しかしゆりは、生徒だけでの作業では何かあった時に誰が責任が取れるの?と、自ら監督役を買ってくれたのである。
それは大変嬉しかったのだが、もしかしたら気分を害しているのではと、少々北村には気の引ける申し出だった。
でもゆりは、作業中終始笑顔であったし、一緒に手伝ってくれたりもした。
それ故に、北村は自分のある意味『見くびっていた』ことを正直に謝罪しているのだった。
「・・・」
ゆりの顔が苦笑に歪められる。
言わなければわからないことなのに・・・。
心中そんな風に呟いて、目の前の真面目すぎる生徒会長を静かにみつめた。
「ありがとうね北村君。でもあんまり真面目すぎるのも、時と場合によりけりだから気をつけてね?」
「はい。申し訳ありませんでした」
「でも意外だったのはホントですよ?」
隣からひょこっと亜美が顔を出して、ゆりの顔を眺める。
「いつもだったら『そんなもん出でるもんですかい!やるんだったら勝手にやって頂戴!』ってなことゆりちゃん先生言っててもおかしくないですし」
「あーみん、言いすぎだよ・・・」
「えーそっかな実乃梨ちゃん?でもなーんかスッゲー余裕ての?亜美ちゃん感じてたんですけどー?」
どう?とクリンと首を傾げて、亜美がゆりに問い掛ける。
その絶世の可愛さと裏腹の、真っ黒な質問で。
どうやら1年以上の付き合いは、既にゆりすらも亜美が心を開くべき相手になってたらしい。

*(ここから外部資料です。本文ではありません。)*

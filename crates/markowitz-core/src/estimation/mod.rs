//! Price series handling and return / covariance estimation.

pub mod prices;
pub mod returns;

pub use prices::{InMemoryPriceProvider, PriceDataProvider, PriceSeries};
pub use returns::{estimate_statistics, periodic_returns, AssetStatistics, AssetSummary, ReturnSeries};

一瞬ひくっと頬を引きつらせたゆりだったが、コホンと一つ咳払いをすると、ニッコリと微笑んだ。
それはもう幸せそうに。
「な、なにいきなり?」
「いい観察力です川嶋さん。折角だから話しておきますね?」
そう言って、ゆりがゆっくりとまわりを見回した。
くるんと一周して最後、自分に腹黒な質問をしたカリスマモデルのところに視線を戻す。
視線を受けた亜美が一歩後ずさったのを見て、軽くほくそ笑む。
そしていきなりの爆弾投下。
「川嶋さん、先生ね?来年の春に結婚するから」
え?
一瞬空いた間。
「ええーーーーーーーっ!!?」
今まで大河と竜児に群がっていた連中も、いや、当時者の二人も含めて、一斉にゆりの言葉に声をあげた。
それ程に驚きの大ニュース。
しかしそれを言った本人は、静かに微笑みを浮かべていたりする。
「あ・・・そ、そうだったんですか。せ、先生。お、おめでとうございます」
動揺しながらも、北村が律儀に祝辞を述べた。
それに対しニヘッと笑うと、おーありがとーと答えた。
春田が。
そして場の空気が凍りつく。
ゆっくりと皆の視線が、ゆりからずれていく。
その横で相変わらず能天気な笑顔を浮かべた春田に。
「な・・・なんであんたが・・・お礼、言うのよ・・・?」
動揺しながらも、春田の横にいた木原が、クラスを代表して聞き手を買って出た。
しかしそこでその場にいる全員が思った。
いや待て。ちょっと待て、と。
それを聞いていいのか?心の準備とか・・・。
「えー?だってゆりちゃんと結婚すんの、俺だもーん」
やっぱり必要じゃねーか!!
一瞬といわず数瞬の沈黙。
そして起こった怒号怒声は、先程とは比べ物にならない大きなものだった。